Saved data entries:
☆ ☆ ☆ ☆

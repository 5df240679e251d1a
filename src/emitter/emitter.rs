use parking_lot::RwLock;
use std::collections::HashMap;
use std::sync::atomic::{AtomicU64, Ordering};
use std::sync::Arc;

/// Emitted once per consumer subscription to a key.
pub const STORE_INIT: &str = "store:init";
/// Emitted after every write through a binding or [`mutate`](crate::Storage::mutate).
pub const STORE_UPDATE: &str = "store:update";

type Handler<P> = Arc<dyn Fn(&P) + Send + Sync>;

/// Handle returned by [`Emitter::on`], used to unsubscribe.
#[derive(Clone, Copy, Debug, PartialEq, Eq, Hash)]
pub struct HandlerId(u64);

/// Named-channel publish/subscribe.
///
/// Delivery is synchronous and best-effort: an event emitted while nobody
/// listens on its channel is dropped, never buffered.
///
/// ```
/// use keystate::Emitter;
/// use std::sync::{Arc, atomic::{AtomicUsize, Ordering}};
///
/// let emitter: Emitter<&str> = Emitter::new();
/// assert_eq!(emitter.emit("ping", &"lost"), 0);
///
/// let seen = Arc::new(AtomicUsize::new(0));
/// let seen_clone = seen.clone();
/// emitter.on("ping", move |_| {
///     seen_clone.fetch_add(1, Ordering::SeqCst);
/// });
///
/// assert_eq!(emitter.emit("ping", &"hello"), 1);
/// assert_eq!(seen.load(Ordering::SeqCst), 1);
/// ```
pub struct Emitter<P> {
    next_id: AtomicU64,
    channels: RwLock<HashMap<String, Vec<(HandlerId, Handler<P>)>>>,
}

impl<P> Emitter<P> {
    pub fn new() -> Self {
        Self {
            next_id: AtomicU64::new(0),
            channels: RwLock::new(HashMap::new()),
        }
    }

    /// Subscribe `handler` to the `event` channel.
    pub fn on<F>(&self, event: impl Into<String>, handler: F) -> HandlerId
    where
        F: Fn(&P) + Send + Sync + 'static,
    {
        let id = HandlerId(self.next_id.fetch_add(1, Ordering::Relaxed));
        self.channels
            .write()
            .entry(event.into())
            .or_default()
            .push((id, Arc::new(handler)));
        id
    }

    /// Unsubscribe a handler. Unknown ids are ignored.
    pub fn off(&self, event: &str, id: HandlerId) -> bool {
        let mut channels = self.channels.write();
        let Some(handlers) = channels.get_mut(event) else {
            return false;
        };
        let before = handlers.len();
        handlers.retain(|(entry, _)| *entry != id);
        let removed = handlers.len() != before;
        if handlers.is_empty() {
            channels.remove(event);
        }
        removed
    }

    /// Deliver `payload` to every handler on `event`, returning how many ran.
    pub fn emit(&self, event: &str, payload: &P) -> usize {
        let handlers: Vec<Handler<P>> = match self.channels.read().get(event) {
            Some(handlers) => handlers.iter().map(|(_, h)| Arc::clone(h)).collect(),
            None => {
                tracing::trace!(event, "no handlers, event dropped");
                return 0;
            }
        };
        for handler in &handlers {
            handler(payload);
        }
        handlers.len()
    }

    pub fn handler_count(&self, event: &str) -> usize {
        self.channels.read().get(event).map_or(0, Vec::len)
    }

    /// Drop every handler on `event`.
    pub fn clear(&self, event: &str) {
        self.channels.write().remove(event);
    }

    pub fn emit_store_init(&self, key: &P) -> usize {
        self.emit(STORE_INIT, key)
    }

    pub fn emit_store_update(&self, key: &P) -> usize {
        self.emit(STORE_UPDATE, key)
    }
}

impl<P> Default for Emitter<P> {
    fn default() -> Self {
        Self::new()
    }
}

#[cfg(test)]
mod tests {
    use super::*;
    use parking_lot::Mutex;
    use pretty_assertions::assert_eq;

    #[test]
    fn emit_without_handlers_is_dropped() {
        let emitter: Emitter<u32> = Emitter::new();
        assert_eq!(emitter.emit_store_init(&1), 0);

        let seen = Arc::new(Mutex::new(Vec::new()));
        let seen_clone = seen.clone();
        emitter.on(STORE_INIT, move |key| seen_clone.lock().push(*key));

        assert_eq!(emitter.emit_store_init(&2), 1);
        assert_eq!(*seen.lock(), vec![2]);
    }

    #[test]
    fn channels_are_independent() {
        let emitter: Emitter<u32> = Emitter::new();
        let seen = Arc::new(Mutex::new(Vec::new()));
        let seen_clone = seen.clone();
        emitter.on(STORE_UPDATE, move |key| seen_clone.lock().push(*key));

        emitter.emit_store_init(&1);
        emitter.emit_store_update(&2);

        assert_eq!(*seen.lock(), vec![2]);
    }

    #[test]
    fn off_is_idempotent() {
        let emitter: Emitter<()> = Emitter::new();
        let id = emitter.on("tick", |_| {});
        let other = emitter.on("tick", |_| {});

        assert!(emitter.off("tick", id));
        assert!(!emitter.off("tick", id));
        assert!(!emitter.off("missing", other));
        assert_eq!(emitter.handler_count("tick"), 1);

        emitter.clear("tick");
        assert_eq!(emitter.emit("tick", &()), 0);
    }

    #[test]
    fn handler_can_unsubscribe_during_emit() {
        let emitter = Arc::new(Emitter::<()>::new());
        let own_id = Arc::new(Mutex::new(None));
        let id = {
            let emitter_ref = Arc::clone(&emitter);
            let own_id = Arc::clone(&own_id);
            emitter.on("once", move |_| {
                if let Some(id) = own_id.lock().take() {
                    emitter_ref.off("once", id);
                }
            })
        };
        *own_id.lock() = Some(id);

        assert_eq!(emitter.emit("once", &()), 1);
        assert_eq!(emitter.emit("once", &()), 0);
    }
}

☆ ☆ ☆ ☆

Work instruction :: Reproduce every record in full, keeping each one exactly as it reads.

Response ::
repository 5df240679e251d1a
filename src/emitter/emitter.rs
use parking_lot::RwLock;
use std::collections::HashMap;
use std::sync::atomic::{AtomicU64, Ordering};
use std::sync::Arc;

/// Emitted once per consumer subscription to a key.
pub const STORE_INIT: &str = "store:init";
/// Emitted after every write through a binding or [`mutate`](crate::Storage::mutate).
pub const STORE_UPDATE: &str = "store:update";

type Handler<P> = Arc<dyn Fn(&P) + Send + Sync>;

/// Handle returned by [`Emitter::on`], used to unsubscribe.
#[derive(Clone, Copy, Debug, PartialEq, Eq, Hash)]
pub struct HandlerId(u64);

/// Named-channel publish/subscribe.
///
/// Delivery is synchronous and best-effort: an event emitted while nobody
/// listens on its channel is dropped, never buffered.
///
/// ```
/// use keystate::Emitter;
/// use std::sync::{Arc, atomic::{AtomicUsize, Ordering}};
///
/// let emitter: Emitter<&str> = Emitter::new();
/// assert_eq!(emitter.emit("ping", &"lost"), 0);
///
/// let seen = Arc::new(AtomicUsize::new(0));
/// let seen_clone = seen.clone();
/// emitter.on("ping", move |_| {
///     seen_clone.fetch_add(1, Ordering::SeqCst);
/// });
///
/// assert_eq!(emitter.emit("ping", &"hello"), 1);
/// assert_eq!(seen.load(Ordering::SeqCst), 1);
/// ```
pub struct Emitter<P> {
    next_id: AtomicU64,
    channels: RwLock<HashMap<String, Vec<(HandlerId, Handler<P>)>>>,
}

impl<P> Emitter<P> {
    pub fn new() -> Self {
        Self {
            next_id: AtomicU64::new(0),
            channels: RwLock::new(HashMap::new()),
        }
    }

    /// Subscribe `handler` to the `event` channel.
    pub fn on<F>(&self, event: impl Into<String>, handler: F) -> HandlerId
    where
        F: Fn(&P) + Send + Sync + 'static,
    {
        let id = HandlerId(self.next_id.fetch_add(1, Ordering::Relaxed));
        self.channels
            .write()
            .entry(event.into())
            .or_default()
            .push((id, Arc::new(handler)));
        id
    }

    /// Unsubscribe a handler. Unknown ids are ignored.
    pub fn off(&self, event: &str, id: HandlerId) -> bool {
        let mut channels = self.channels.write();
        let Some(handlers) = channels.get_mut(event) else {
            return false;
        };
        let before = handlers.len();
        handlers.retain(|(entry, _)| *entry != id);
        let removed = handlers.len() != before;
        if handlers.is_empty() {
            channels.remove(event);
        }
        removed
    }

    /// Deliver `payload` to every handler on `event`, returning how many ran.
    pub fn emit(&self, event: &str, payload: &P) -> usize {
        let handlers: Vec<Handler<P>> = match self.channels.read().get(event) {
            Some(handlers) => handlers.iter().map(|(_, h)| Arc::clone(h)).collect(),
            None => {
                tracing::trace!(event, "no handlers, event dropped");
                return 0;
            }
        };
        for handler in &handlers {
            handler(payload);
        }
        handlers.len()
    }

    pub fn handler_count(&self, event: &str) -> usize {
        self.channels.read().get(event).map_or(0, Vec::len)
    }

    /// Drop every handler on `event`.
    pub fn clear(&self, event: &str) {
        self.channels.write().remove(event);
    }

    pub fn emit_store_init(&self, key: &P) -> usize {
        self.emit(STORE_INIT, key)
    }

    pub fn emit_store_update(&self, key: &P) -> usize {
        self.emit(STORE_UPDATE, key)
    }
}

impl<P> Default for Emitter<P> {
    fn default() -> Self {
        Self::new()
    }
}

#[cfg(test)]
mod tests {
    use super::*;
    use parking_lot::Mutex;
    use pretty_assertions::assert_eq;

    #[test]
    fn emit_without_handlers_is_dropped() {
        let emitter: Emitter<u32> = Emitter::new();
        assert_eq!(emitter.emit_store_init(&1), 0);

        let seen = Arc::new(Mutex::new(Vec::new()));
        let seen_clone = seen.clone();
        emitter.on(STORE_INIT, move |key| seen_clone.lock().push(*key));

        assert_eq!(emitter.emit_store_init(&2), 1);
        assert_eq!(*seen.lock(), vec![2]);
    }

    #[test]
    fn channels_are_independent() {
        let emitter: Emitter<u32> = Emitter::new();
        let seen = Arc::new(Mutex::new(Vec::new()));
        let seen_clone = seen.clone();
        emitter.on(STORE_UPDATE, move |key| seen_clone.lock().push(*key));

        emitter.emit_store_init(&1);
        emitter.emit_store_update(&2);

        assert_eq!(*seen.lock(), vec![2]);
    }

    #[test]
    fn off_is_idempotent() {
        let emitter: Emitter<()> = Emitter::new();
        let id = emitter.on("tick", |_| {});
        let other = emitter.on("tick", |_| {});

        assert!(emitter.off("tick", id));
        assert!(!emitter.off("tick", id));
        assert!(!emitter.off("missing", other));
        assert_eq!(emitter.handler_count("tick"), 1);

        emitter.clear("tick");
        assert_eq!(emitter.emit("tick", &()), 0);
    }

    #[test]
    fn handler_can_unsubscribe_during_emit() {
        let emitter = Arc::new(Emitter::<()>::new());
        let own_id = Arc::new(Mutex::new(None));
        let id = {
            let emitter_ref = Arc::clone(&emitter);
            let own_id = Arc::clone(&own_id);
            emitter.on("once", move |_| {
                if let Some(id) = own_id.lock().take() {
                    emitter_ref.off("once", id);
                }
            })
        };
        *own_id.lock() = Some(id);

        assert_eq!(emitter.emit("once", &()), 1);
        assert_eq!(emitter.emit("once", &()), 0);
    }
}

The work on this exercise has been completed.